BNM holds OPR at 2.75% as global risks linger

At its latest Monetary Policy Committee (MPC) meeting, Bank Negara Malaysia (BNM) has decided to maintain the Overnight Policy Rate (OPR) at 2.75%, signalling continued confidence in Malaysia’s economic trajectory while keeping a close watch on rising global uncertainties.
The decision comes amid a resilient global economy in early 2026, largely supported by domestic demand and ongoing expansion in the technology sector. However, escalating energy and commodity prices, coupled with supply chain disruptions linked to the Middle East conflict, are beginning to dampen global growth momentum. Risks remain tilted to the downside, particularly if geopolitical tensions persist or financial conditions tighten further.
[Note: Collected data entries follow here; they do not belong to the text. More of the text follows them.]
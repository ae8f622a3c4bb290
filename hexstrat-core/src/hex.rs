//! Hex grid geometry with axial coordinates
//!
//! Cells are pointy-top along the world Z axis. Directions and vertices are
//! numbered clockwise when viewed from above (+Y), vertex 0 pointing at +Z and
//! direction 0 crossing the edge between vertex 0 and vertex 1.

use std::ops::{Add, Mul, Sub};

use glam::{Vec2, Vec3};
use serde::{Deserialize, Serialize};

use crate::math::to_map2d;

/// Center-to-vertex distance of a cell (1 / sqrt(3))
pub const CIRCUMRADIUS: f32 = 0.577_350_26;

/// Z offset between two adjacent rows (sqrt(3) / 2)
pub const CELL_HEIGHT: f32 = 0.866_025_4;

/// Edge length of a cell; equal to the circumradius for a regular hexagon
pub const SIDE_LENGTH: f32 = CIRCUMRADIUS;

/// Vertex to opposite vertex
pub const LONG_DIAGONAL: f32 = 2.0 * CIRCUMRADIUS;

/// Direction vectors in axial coordinates (dq, dr)
/// Index: 0=N, 1=NE, 2=SE, 3=S, 4=SW, 5=NW
pub const DIRECTIONS: [(i32, i32); 6] = [
    (0, 1),   // N
    (1, 0),   // NE
    (1, -1),  // SE
    (0, -1),  // S
    (-1, 0),  // SW
    (-1, 1),  // NW
];

/// Signed turn count between an incoming and an outgoing direction.
/// Rows are the incoming direction, columns the outgoing one.
const TURNS: [[i32; 6]; 6] = [
    [0, 1, 2, 3, -2, -1],
    [-1, 0, 1, 2, 3, -2],
    [-2, -1, 0, 1, 2, 3],
    [3, -2, -1, 0, 1, 2],
    [2, 3, -2, -1, 0, 1],
    [1, 2, 3, -2, -1, 0],
];

// ============================================================================
// AXIAL / CUBE COORDINATES
// ============================================================================

/// Axial hex coordinates
#[derive(Clone, Copy, Debug, Default, PartialEq, Eq, Hash, PartialOrd, Ord, Serialize, Deserialize)]
pub struct Hex {
    pub q: i32,
    pub r: i32,
}

/// Cube coordinates, always satisfying `x + y + z == 0`
#[derive(Clone, Copy, Debug, PartialEq, Eq, Hash)]
pub struct Cube {
    pub x: i32,
    pub y: i32,
    pub z: i32,
}

/// Fractional cube position, e.g. a lerp between two cells
#[derive(Clone, Copy, Debug, PartialEq)]
pub struct FracCube {
    pub x: f32,
    pub y: f32,
    pub z: f32,
}

impl Hex {
    pub const ORIGIN: Hex = Hex::new(0, 0);

    pub const fn new(q: i32, r: i32) -> Self {
        Self { q, r }
    }

    /// Derived third cube component
    pub const fn s(&self) -> i32 {
        -self.q - self.r
    }

    pub const fn to_cube(self) -> Cube {
        Cube {
            x: self.q,
            y: self.r,
            z: -self.q - self.r,
        }
    }

    /// Distance from the origin
    pub fn length(&self) -> i32 {
        (self.q.abs() + self.r.abs() + (self.q + self.r).abs()) / 2
    }

    /// Vancouver distance: minimum number of steps between two cells
    pub fn distance_to(&self, other: Hex) -> i32 {
        (*self - other).length()
    }

    /// Straight-line distance in lattice units. Visual use only.
    pub fn crow_distance(&self, other: Hex) -> f32 {
        let dq = (other.q - self.q) as f32;
        let dr = (other.r - self.r) as f32;
        (dq * dq + dr * dr + dq * dr).sqrt()
    }

    pub fn neighbor(&self, direction: Direction) -> Hex {
        *self + direction.offset()
    }

    pub fn neighbors(&self) -> [Hex; 6] {
        Direction::ALL.map(|d| self.neighbor(d))
    }

    /// Direction leading to an adjacent cell, `None` if `other` is not adjacent
    pub fn direction_to(&self, other: Hex) -> Option<Direction> {
        let delta = other - *self;
        Direction::ALL
            .into_iter()
            .find(|d| d.offset() == delta)
    }

    /// All cells within `range` of `center`, q-major then r-minor
    pub fn vancouver_square(center: Hex, range: u32) -> Vec<Hex> {
        let range = range as i32;
        let mut cells = Vec::with_capacity(vancouver_area(range as u32));
        for i in -range..=range {
            let lo = (-range).max(-i - range);
            let hi = range.min(-i + range);
            for j in lo..=hi {
                cells.push(center + Hex::new(i, j));
            }
        }
        cells
    }

    /// All cells exactly `range` away from `center`
    pub fn vancouver_ring(center: Hex, range: u32) -> Vec<Hex> {
        if range == 0 {
            return vec![center];
        }
        let range = range as i32;
        let mut cells = Vec::with_capacity(vancouver_circumference(range as u32));
        for side in 0..6 {
            let out = Direction::from_index(side).offset() * range;
            let along = Direction::from_index(side + 2).offset();
            for j in 0..range {
                cells.push(center + out + along * j);
            }
        }
        cells
    }

    /// Straight, traversable line of cells from `self` to `end`, both inclusive
    pub fn line_to(&self, end: Hex) -> Vec<Hex> {
        let steps = self.distance_to(end);
        if steps == 0 {
            return vec![*self];
        }
        // Nudge off the exact midpoints so ties resolve consistently.
        let a = FracCube::from(self.to_cube()).nudged();
        let b = FracCube::from(end.to_cube()).nudged();
        let mut line: Vec<Hex> = Vec::with_capacity(steps as usize + 1);
        for i in 0..=steps {
            let t = i as f32 / steps as f32;
            let cell = a.lerp(b, t).round().to_axial();
            if line.last() != Some(&cell) {
                line.push(cell);
            }
        }
        line
    }

    /// World-space center of the cell (y = 0)
    pub fn to_world(&self) -> Vec3 {
        Vec3::new(
            self.q as f32 + self.r as f32 * 0.5,
            0.0,
            self.r as f32 * CELL_HEIGHT,
        )
    }

    /// Containing cell of a world position; the inverse of [`Hex::to_world`]
    pub fn from_world(pos: Vec3) -> Hex {
        Hex::from_map(to_map2d(pos))
    }

    /// Cell center on the map plane, `(x, z)`
    pub fn to_map(&self) -> Vec2 {
        to_map2d(self.to_world())
    }

    /// Containing cell of a map-plane point `(x, z)`
    pub fn from_map(point: Vec2) -> Hex {
        let r = point.y / CELL_HEIGHT;
        let q = point.x - r * 0.5;
        FracCube {
            x: q,
            y: r,
            z: -q - r,
        }
        .round()
        .to_axial()
    }
}

impl Add for Hex {
    type Output = Hex;

    fn add(self, rhs: Hex) -> Hex {
        Hex::new(self.q + rhs.q, self.r + rhs.r)
    }
}

impl Sub for Hex {
    type Output = Hex;

    fn sub(self, rhs: Hex) -> Hex {
        Hex::new(self.q - rhs.q, self.r - rhs.r)
    }
}

impl Mul<i32> for Hex {
    type Output = Hex;

    fn mul(self, rhs: i32) -> Hex {
        Hex::new(self.q * rhs, self.r * rhs)
    }
}

impl Cube {
    pub const fn to_axial(self) -> Hex {
        Hex::new(self.x, self.y)
    }
}

impl From<Cube> for FracCube {
    fn from(c: Cube) -> Self {
        FracCube {
            x: c.x as f32,
            y: c.y as f32,
            z: c.z as f32,
        }
    }
}

impl FracCube {
    pub fn lerp(self, other: FracCube, t: f32) -> FracCube {
        FracCube {
            x: self.x + (other.x - self.x) * t,
            y: self.y + (other.y - self.y) * t,
            z: self.z + (other.z - self.z) * t,
        }
    }

    fn nudged(self) -> FracCube {
        FracCube {
            x: self.x + 1e-4,
            y: self.y + 2e-4,
            z: self.z - 3e-4,
        }
    }

    /// Nearest integer cube coordinate.
    ///
    /// Each component is rounded on its own, then the one with the largest
    /// rounding error is recomputed from the other two. Ties favour fixing
    /// x over y, and y over z.
    pub fn round(self) -> Cube {
        let mut rx = self.x.round();
        let mut ry = self.y.round();
        let mut rz = self.z.round();

        let x_err = (rx - self.x).abs();
        let y_err = (ry - self.y).abs();
        let z_err = (rz - self.z).abs();

        if x_err >= y_err && x_err >= z_err {
            rx = -ry - rz;
        } else if y_err >= z_err {
            ry = -rx - rz;
        } else {
            rz = -rx - ry;
        }

        Cube {
            x: rx as i32,
            y: ry as i32,
            z: rz as i32,
        }
    }
}

// ============================================================================
// DIRECTIONS
// ============================================================================

/// The six canonical neighbor directions, clockwise from north
#[derive(Clone, Copy, Debug, PartialEq, Eq, Hash, Serialize, Deserialize)]
pub enum Direction {
    North,
    NorthEast,
    SouthEast,
    South,
    SouthWest,
    NorthWest,
}

impl Direction {
    pub const ALL: [Direction; 6] = [
        Direction::North,
        Direction::NorthEast,
        Direction::SouthEast,
        Direction::South,
        Direction::SouthWest,
        Direction::NorthWest,
    ];

    pub const fn index(self) -> usize {
        self as usize
    }

    /// Direction for any integer index, wrapping modulo 6
    pub fn from_index(index: i32) -> Direction {
        Direction::ALL[index.rem_euclid(6) as usize]
    }

    pub fn offset(self) -> Hex {
        let (dq, dr) = DIRECTIONS[self.index()];
        Hex::new(dq, dr)
    }

    /// Rotate clockwise by `steps` sixths of a turn (negative for counter-clockwise)
    pub fn rotated(self, steps: i32) -> Direction {
        Direction::from_index(self.index() as i32 + steps)
    }

    pub fn opposite(self) -> Direction {
        self.rotated(3)
    }

    /// Signed turns from `self` (incoming) to `out` (outgoing), in [-2, 3].
    /// 3 means the two directions are opposite, i.e. a path passes straight through.
    pub fn turns_to(self, out: Direction) -> i32 {
        TURNS[self.index()][out.index()]
    }

    /// Compass bearing in degrees, clockwise from +Z
    pub fn yaw_degrees(self) -> f32 {
        30.0 + 60.0 * self.index() as f32
    }
}

// ============================================================================
// AREA AND VERTEX HELPERS
// ============================================================================

/// Number of cells within `radius` of a center, center included
pub fn vancouver_area(radius: u32) -> usize {
    let r = radius as usize;
    1 + 3 * r * (r + 1)
}

/// Number of cells exactly `radius` away from a center
pub fn vancouver_circumference(radius: u32) -> usize {
    6 * radius as usize
}

/// Recover the radius of a Vancouver square from its cell count
pub fn radius_from_area(area: usize) -> Option<u32> {
    let mut radius = 0u32;
    loop {
        let candidate = vancouver_area(radius);
        if candidate == area {
            return Some(radius);
        }
        if candidate > area {
            return None;
        }
        radius += 1;
    }
}

/// Bearing of vertex `index` in degrees, clockwise from +Z
pub fn vertex_angle(index: i32) -> f32 {
    60.0 * index.rem_euclid(6) as f32
}

/// Offset from a cell center to vertex `index` (wrapping modulo 6)
pub fn corner_offset(index: i32) -> Vec3 {
    const HALF_R: f32 = CIRCUMRADIUS * 0.5;
    match index.rem_euclid(6) {
        0 => Vec3::new(0.0, 0.0, CIRCUMRADIUS),
        1 => Vec3::new(0.5, 0.0, HALF_R),
        2 => Vec3::new(0.5, 0.0, -HALF_R),
        3 => Vec3::new(0.0, 0.0, -CIRCUMRADIUS),
        4 => Vec3::new(-0.5, 0.0, -HALF_R),
        _ => Vec3::new(-0.5, 0.0, HALF_R),
    }
}

/// Corner offset projected on the map plane
pub fn corner_offset_2d(index: i32) -> Vec2 {
    to_map2d(corner_offset(index))
}
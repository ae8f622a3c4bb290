//! Unit definitions and live unit state

use std::sync::Arc;

use serde::{Deserialize, Serialize};

use crate::hex::Hex;
use crate::movement::{MapLayer, MovementScheme, Mover};

/// Handle to a unit in a [`crate::World`]
#[derive(Clone, Copy, Debug, PartialEq, Eq, Hash, PartialOrd, Ord, Serialize, Deserialize)]
pub struct UnitId(pub u32);

/// Static description shared by every unit of a type
#[derive(Clone, Debug, PartialEq, Serialize, Deserialize)]
pub struct UnitDefinition {
    pub name: String,
    pub scheme: MovementScheme,
    #[serde(default)]
    pub layer: MapLayer,
    /// Move power restored at the start of each turn
    #[serde(default = "default_move_power")]
    pub move_power: f32,
}

fn default_move_power() -> f32 {
    1.0
}

impl UnitDefinition {
    pub fn new(name: impl Into<String>, scheme: MovementScheme) -> Self {
        Self {
            name: name.into(),
            scheme,
            layer: MapLayer::Surface,
            move_power: default_move_power(),
        }
    }

    pub fn with_layer(mut self, layer: MapLayer) -> Self {
        self.layer = layer;
        self
    }

    pub fn with_move_power(mut self, move_power: f32) -> Self {
        self.move_power = move_power;
        self
    }
}

/// A unit on the map
#[derive(Clone, Debug)]
pub struct Unit {
    pub id: UnitId,
    pub definition: Arc<UnitDefinition>,
    pub position: Hex,
    pub layer: MapLayer,
    pub move_power: f32,
}

impl Unit {
    pub fn new(id: UnitId, definition: Arc<UnitDefinition>, position: Hex) -> Self {
        let layer = definition.layer;
        let move_power = definition.move_power;
        Self {
            id,
            definition,
            position,
            layer,
            move_power,
        }
    }

    /// Search snapshot with the unit's remaining move power
    pub fn mover(&self) -> Mover {
        Mover::new(self.definition.clone(), self.layer, self.move_power)
    }

    /// Restore full move power for a new turn
    pub fn refresh(&mut self) {
        self.move_power = self.definition.move_power;
    }
}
On the domestic front, Malaysia continues to show encouraging signs. Economic activity in the first quarter was supported by sustained household spending and strong export performance, particularly in the electrical and electronics (E&E) sector. Investment momentum also remains intact, driven by the rollout of large-scale infrastructure projects, steady private sector participation, and the implementation of national development master plans.
For the property market, the stable OPR environment provides a measure of certainty. Borrowing costs remain unchanged, which is expected to support homebuyer sentiment and ongoing project launches, especially in growth corridors across Penang and other key urban centres.
Inflation, while expected to trend slightly higher due to global cost pressures, remains manageable. Headline inflation averaged 1.6% in the first quarter, while core inflation stood at 2.1%, reflecting stable domestic demand and the cushioning effect of policy measures.
Looking ahead, BNM emphasised that the current monetary policy stance remains appropriate in balancing growth and price stability. Nevertheless, the central bank will remain vigilant, particularly as developments in the Middle East continue to shape the global and domestic economic outlook.